The Management Company shall be deemed to act honestly, fairly, professionally and in the interests of the Client if any fee, remuneration or non-monetary benefit paid to it meets the following conditions:

34.1
Condition 1
Payments or non-monetary benefits are received from the Client or from a person acting on behalf of the Client.
34.2
If the First Condition Is Not Met — Appropriate Payments Must Meet Two Criteria
  • Such payments enable the management of Collective Investment Undertakings or are necessary for their management.
  • The nature of the payments must not give rise to any conflict with the Management Company’s duty to act honestly, fairly, professionally and in the interests of Clients.
34.3
If the First Two Conditions Are Not Met — Appropriate Payments Must Meet the Following Two Criteria
  • The Client must be clearly informed in advance about such payment or other benefit, including its purpose, nature and amount.
  • The payment or provision of a non-monetary benefit must be intended to improve the quality of the service provided to the Client and must not breach the Management Company’s duty to act in the interests of the Client.

Where the Management Company receives a financial or other benefit, other than a benefit related to the provision of services, from a person who is not the Client or the Client’s representative, the Management Company must inform the Client thereof before providing the relevant service to the Client.
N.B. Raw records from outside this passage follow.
//! HTTP protocol handling subsystem.
//!
//! # Data Flow
//! ```text
//! TCP connection
//!     → server.rs (Axum setup, outer layers: request ID, trace, timeout)
//!     → middleware/locale.rs (routing decision: pass, 308, or rewrite)
//!     → handlers.rs (page view, sitemap, robots, manifest, health)
//!     → error.rs (JSON error bodies)
//!     → Send to client
//! ```

pub mod error;
pub mod handlers;
pub mod middleware;
pub mod request;
pub mod server;

pub use error::AppError;
pub use request::{UuidRequestId, X_REQUEST_ID};
pub use server::{AppState, HttpServer};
Upon the Client’s written request, the Management Company undertakes to provide the Client with all additional information related to the receipt of financial benefits by the Management Company, insofar as this relates to the services provided by the Management Company to the Client. For this purpose, proper informing of the participants of a Collective Investment Undertaking shall be deemed to include disclosure of information about the benefit received in the prospectus of the relevant Collective Investment Undertaking managed by the Management Company or in a similar informative document.
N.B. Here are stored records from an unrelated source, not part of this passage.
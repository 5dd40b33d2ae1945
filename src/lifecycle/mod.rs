//! Lifecycle management subsystem.
//!
//! # Data Flow
//! ```text
//! Startup (startup.rs):
//!     Load config → Validate → Registry → Router → URL builder → Dictionaries
//!
//! Shutdown (shutdown.rs):
//!     Signal received → Stop accepting → Drain connections → Exit
//!
//! Signals (signals.rs):
//!     SIGTERM/SIGINT → Trigger graceful shutdown
//! ```

pub mod shutdown;
pub mod signals;
pub mod startup;

pub use shutdown::Shutdown;
pub use startup::{bootstrap, build_components, Components, StartupError};
use std::path::PathBuf;

use chrono::Utc;
use clap::{Parser, Subcommand};

use locale_edge::config::load_or_default;
use locale_edge::lifecycle::build_components;
use locale_edge::routing::{RequestPath, RoutingAction};
use locale_edge::seo::SitemapEmitter;

#[derive(Parser)]
#[command(name = "locale-cli")]
#[command(about = "Inspect locale routing and canonical URLs offline", long_about = None)]
struct Cli {
    /// Path to the TOML configuration file.
    #[arg(short, long, global = true)]
    config: Option<PathBuf>,

    #[command(subcommand)]
    command: Commands,
}

#[derive(Subcommand)]
enum Commands {
    /// Show how a request path is classified and routed
    Route { path: String },
    /// Print the canonical URL and hreflang alternates of a content path
    Canonical {
        path: String,
        /// Locale to build the canonical URL for (the path's locale prefix,
        /// else the default locale, if omitted)
        #[arg(short, long)]
        locale: Option<String>,
    },
    /// Print the sitemap XML
    Sitemap,
}

fn main() -> Result<(), Box<dyn std::error::Error>> {
    let cli = Cli::parse();
    let config = load_or_default(cli.config.as_deref())?;
    let components = build_components(&config)?;

    match cli.command {
        Commands::Route { path } => {
            let decision = components.router.decide(&path);
            println!("path:           {}", decision.path);
            println!("classification: {}", decision.classification);
            println!(
                "locale:         {}",
                decision.served_locale.as_deref().unwrap_or("-")
            );
            match decision.action {
                RoutingAction::PassThrough => println!("action:         pass through"),
                RoutingAction::Redirect { location, status } => {
                    println!("action:         redirect {} {}", status.as_u16(), location)
                }
                RoutingAction::InternalRewrite { path } => {
                    println!("action:         rewrite {path}")
                }
            }
        }
        Commands::Canonical { path, locale } => {
            let registry = &components.registry;
            let (prefix, content) = components.urls.split_locale(&RequestPath::parse(&path));
            let locale = match locale {
                Some(code) => registry
                    .get(&code)
                    .ok_or_else(|| format!("unsupported locale '{code}'"))?,
                None => prefix.unwrap_or_else(|| registry.default_locale()),
            };
            let page = components.urls.build(&content, locale);
            println!("{}", serde_json::to_string_pretty(&page)?);
        }
        Commands::Sitemap => {
            let routes = config.effective_routes();
            let emitter = SitemapEmitter::new(&components.urls, &routes, &config.sitemap);
            print!("{}", emitter.render(Utc::now()));
        }
    }

    Ok(())
}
All internal arrangements within the Management Company, including payment or benefit arrangements with third parties, must be concluded in writing, reviewed and approved in advance by the Head of the Management Company. All such arrangements and related documentation must be retained for the period established by applicable laws.

If a payment or benefit arrangement or a payment to a third party is permitted, the Client must be informed thereof before the provision of the service begins. Such information must indicate the existence, nature and amount of the fee, commission or benefit. Where the amount cannot be determined, it is sufficient to provide information on the calculation method.

Conflict of Interest Provisions in Other Documents and Final Provisions

The job descriptions and confidentiality undertakings of the Management Company shall provide that information related to Clients may be used and disclosed to third parties only with the Client’s consent and, in the absence of such consent, only where such disclosure is required by applicable laws.

This Policy shall enter into force on the date of its approval and may be revoked, amended and/or supplemented only by a decision of the Board. Amendments and/or supplements to the Policy shall enter into force on the day following the date of their adoption. The Head of the Management Company must ensure that the Employees of the Management Company are informed in a timely manner of any amendments and/or supplements to the Policy.

The Head of the Company must ensure that all Employees of the Management Company are introduced to this Policy against signature.